According to the Government Accountability Office reports, SpaceX Falcon 9 will not take to air anytime soon since the airship suffers from persistent cracking. A preliminary investigation that looked at rockets manufactured by both SpaceX, as well as its competitor, Boeing, revealed that airships funded by Elon Musk are not fitted for future manned missions.
The investigators say that the cracking issues stem from a pattern of various problems with the turbine blades that deliver fuel to the Falcon 9’s engines. Because these components have been found prone to cracking, the engineers are now forced to come up with an entirely new design of the rocket’s turbopumps since the one used up to this point is regarded as a major threat to the safety of both the craft, as well as its potential occupants.

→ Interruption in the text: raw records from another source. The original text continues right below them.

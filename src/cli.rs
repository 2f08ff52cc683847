//! Command-line interface definitions for dupspot.
//!
//! dupspot takes no positional arguments: it reads newline-separated paths
//! on stdin and writes groups of probable duplicates on stdout.
//!
//! # Example
//!
//! ```bash
//! # Everything under ~/Downloads, text output
//! find ~/Downloads -type f | dupspot
//!
//! # Sixteen workers, sample files of 1 MiB and up, JSON output
//! find /srv -type f | dupspot -j 16 --threshold 1MiB --output json
//!
//! # Debug logging
//! find . | dupspot -v
//! ```

use std::path::PathBuf;

use clap::Parser;

use crate::output::OutputFormat;

/// Spot probable duplicate files among paths read from stdin.
///
/// Files are grouped by size, then by a content fingerprint. Small files
/// are hashed whole; files at or above the threshold are hashed from
/// evenly spaced blocks only, so groups are candidates rather than proof.
#[derive(Debug, Parser)]
#[command(name = "dupspot")]
#[command(author, version, about)]
#[command(long_about = "Spot probable duplicate files among paths read from stdin.

Reads one path per line from stdin, skips directories, symlinks, special
files, empty files and files on blacklisted filesystems, then fingerprints
the rest with a pool of worker threads. Files smaller than --threshold are
hashed in full; larger files are sampled one block every --skip-blocks
blocks. Each group of two or more files with the same size and fingerprint
is printed, one path per line, followed by a blank line.

Example:
  find ~/photos -type f | dupspot -j 16")]
pub struct Cli {
    /// Number of worker threads hashing files
    #[arg(short, long, value_name = "N")]
    pub jobs: Option<usize>,

    /// Files of at least this size are sampled instead of fully hashed
    ///
    /// Supports suffixes: B, KB, KiB, MB, MiB, GB, GiB, TB, TiB
    #[arg(long, value_name = "SIZE", value_parser = parse_size)]
    pub threshold: Option<u64>,

    /// Stride between sampled blocks, in blocks
    #[arg(long, value_name = "N")]
    pub skip_blocks: Option<u64>,

    /// Paths buffered ahead of the workers (0 hands each path straight to a worker)
    #[arg(long, value_name = "N")]
    pub queue_capacity: Option<usize>,

    /// Filesystem type to skip (repeatable); replaces the configured list
    #[arg(long = "blacklist", value_name = "FS")]
    pub blacklist: Vec<String>,

    /// Output format
    #[arg(short, long, value_enum, default_value_t = OutputFormat::Text)]
    pub output: OutputFormat,

    /// Configuration file (TOML) to use instead of the default location
    #[arg(long, value_name = "PATH")]
    pub config: Option<PathBuf>,

    /// Increase verbosity level (-v for debug, -vv for trace)
    #[arg(short, long, action = clap::ArgAction::Count)]
    pub verbose: u8,

    /// Suppress all output except errors
    #[arg(short, long, conflicts_with = "verbose")]
    pub quiet: bool,

    /// Print errors as JSON on stderr
    #[arg(long)]
    pub json_errors: bool,

    /// Do not draw the progress spinner
    #[arg(long)]
    pub no_progress: bool,
}

/// Parse a human-readable size string into bytes.
///
/// Supports the following formats:
/// - Plain numbers: "1024" (bytes)
/// - Decimal units: "1KB", "1MB", "1GB", "1TB" (powers of 1000)
/// - Binary units: "1KiB", "1MiB", "1GiB", "1TiB" (powers of 1024)
///
/// Suffixes are case-insensitive and may be separated by whitespace.
///
/// # Errors
///
/// Returns an error string if the format is invalid.
///
/// # Examples
///
/// ```
/// use dupspot::cli::parse_size;
///
/// assert_eq!(parse_size("64KiB").unwrap(), 65_536);
/// assert_eq!(parse_size("1.5MB").unwrap(), 1_500_000);
/// ```
pub fn parse_size(s: &str) -> Result<u64, String> {
    let s = s.trim();
    if s.is_empty() {
        return Err("Size cannot be empty".to_string());
    }

    let (num_str, suffix) = match s.find(|c: char| !c.is_ascii_digit() && c != '.') {
        Some(idx) => (&s[..idx], s[idx..].trim().to_uppercase()),
        None => (s, String::new()),
    };

    let num: f64 = num_str
        .parse()
        .map_err(|_| format!("Invalid number: '{num_str}'"))?;

    let multiplier: u64 = match suffix.as_str() {
        "" | "B" => 1,
        "KB" | "K" => 1_000,
        "KIB" => 1_024,
        "MB" | "M" => 1_000_000,
        "MIB" => 1_048_576,
        "GB" | "G" => 1_000_000_000,
        "GIB" => 1_073_741_824,
        "TB" | "T" => 1_000_000_000_000,
        "TIB" => 1_099_511_627_776,
        _ => return Err(format!("Unknown size suffix: '{suffix}'")),
    };

    Ok((num * multiplier as f64) as u64)
}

Government Accountability Office’s report will be made public at some point during the upcoming weeks and will mark the first public disclosure of such magnitude in relation to the SpaceX Falcon 9 aircraft. In spite of the issues partially disclosed only recently, however, government officials say these problems have been known to occur in crafts launched as recently as September, last year.
The report comes only as a continuation of a string of misfortune Elon Musk’s rockets experienced in the past months. Last year, in September, one of SpaceX’s Falcon 9 rockets exploded shortly after liftoff on the launchpad in Cape Canaveral, Florida, taking down with it the AMOS-6, Spacecom’s communication satellite. The AMOS-6 was meant to be launched into orbit in order to provide several parts of Africa with internet connectivity.
After the incident, most of the companies that were considering to launch with Elon Musk’s SpaceX backed off. Furthermore, future launches had been postponed because of the investigations underway at the time. Hence, SpaceX’s next launch was pushed to January 2017 from December 2016 and postponed yet again because of inclement weather.
Ultimately, GAO officials said that neither Boeing nor SpaceX will be able to meet their goals of launching manned missions in Earth’s orbit until 2018.